-Re: What is the difference between URI, Home Directory, Working Directory in FileSystem.java or HDFS
Ling Kun 2013-04-19, 09:38
Dear Daryn Sharp,
Your reply helps me a lot for code reading of the HDFS and FileSystem
On Thu, Apr 11, 2013 at 10:53 PM, Daryn Sharp <[EMAIL PROTECTED]> wrote:
> On Apr 11, 2013, at 5:33 AM, Ling Kun wrote:
> > Dear all,
> > I am a little confusing about the URI, Home Directory and Working
> Directory in the FileSystem.java or HDFS.
> > I have listed my understanding about these concept, can someone please
> figure out whether I am correct? Thanks.
> > The Home directory: This is usually a directory for a specific Hadoop
> users. And for the path, it is a user specific path. In HDFS, it is like
> > The URI: Is this the root of the distributed filesystem. for HDFS, it
> is just the HDFS://NameNode:port/ , each file/directory in the distributed
> filesystem is just a file or subdirectory in this path.
> Generally correct. However, I'd strongly suggest avoiding the use of URIs
> directly. It's better to obtain your filesystems via
> path.getFileSystem(conf) - it will extract the URI for the filesystem
> automatically. See below for the correct definition of a Path.
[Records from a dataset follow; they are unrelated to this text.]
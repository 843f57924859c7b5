//! Block store: byte ranges addressed as (block, offset inside the block, length).
//! An access never crosses a block boundary.

use std::io;

use log::debug;

use crate::error::FsError;
use crate::{BlockDevice, Result, SuperBlock};

fn check_region(superblock: &SuperBlock, block_id: u32, block_offset: usize, len: usize) -> Result<()> {
    if block_id >= superblock.block_count {
        return Err(FsError::InvalidBlockId(block_id));
    }
    let block_size = superblock.block_size as usize;
    if block_offset >= block_size || len > block_size - block_offset {
        return Err(FsError::OutOfBounds {
            block_id,
            offset: block_offset,
            len,
        });
    }
    Ok(())
}

/// Writes `buf` into block `block_id` starting `block_offset` bytes into the block.
/// Returns the number of bytes written.
pub fn write_block_region(
    device: &impl BlockDevice,
    superblock: &SuperBlock,
    block_id: u32,
    block_offset: usize,
    buf: &[u8],
) -> Result<usize> {
    check_region(superblock, block_id, block_offset, buf.len())?;
    let written = device.write_at(
        superblock.block_offset(block_id) + block_offset as u64,
        buf,
    )?;
    debug!("write block {} offset {}: {} bytes", block_id, block_offset, written);
    Ok(written)
}

/// Reads `buf.len()` bytes from block `block_id` starting `block_offset` bytes into the block.
/// Returns the number of bytes read, which is short only if the image is truncated.
pub fn read_block_region(
    device: &impl BlockDevice,
    superblock: &SuperBlock,
    block_id: u32,
    block_offset: usize,
    buf: &mut [u8],
) -> Result<usize> {
    check_region(superblock, block_id, block_offset, buf.len())?;
    let read = device.read_at(
        superblock.block_offset(block_id) + block_offset as u64,
        buf,
    )?;
    debug!("read block {} offset {}: {} bytes", block_id, block_offset, read);
    Ok(read)
}

/// Writes all of `buf` at `offset`, turning a short write into an error.
pub(crate) fn write_exact(device: &impl BlockDevice, offset: u64, buf: &[u8]) -> Result<()> {
    let written = device.write_at(offset, buf)?;
    if written != buf.len() {
        return Err(FsError::Io(io::Error::new(
            io::ErrorKind::WriteZero,
            format!("short write at offset {}: {} of {} bytes", offset, written, buf.len()),
        )));
    }
    Ok(())
}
> > The working directory: I am a little confused about this variable. At
> a given time, there exists only one instance of the filesystem class, and
> the working dir is a private state of the FS. And during the job running,
> hadoop will switch among several dirs, and the working dir will be modified
> once it is switched. Like in the shared system dir, home dir, or
> input/output dir.
> > Although I have looked through the related document, I am still a
> little confused about the java.net.URI, java.io.File and
> org.apache.hadoop.fs.Path class. It seems URI could be
> hdfs://XXX/XXX/FILENAME, while Path only can be the path without the
> scheme, hostname and the port. For the File class, it is just an object
> for a specific file.
> Your understanding of Path is incorrect. Path is really just a veneer
> over a URI. A Path can be qualified with a scheme/authority, or just be
> absolute or relative. If a Path is not scheme qualified, it uses the
> defaultFS. If the Path is not absolute, it's qualified against the working
> directory. Path provides some niceties like not requiring percent encoding
> in the path portion of the URI, and allows use of glob chars and the
> quoting thereof.
> I hope this helps!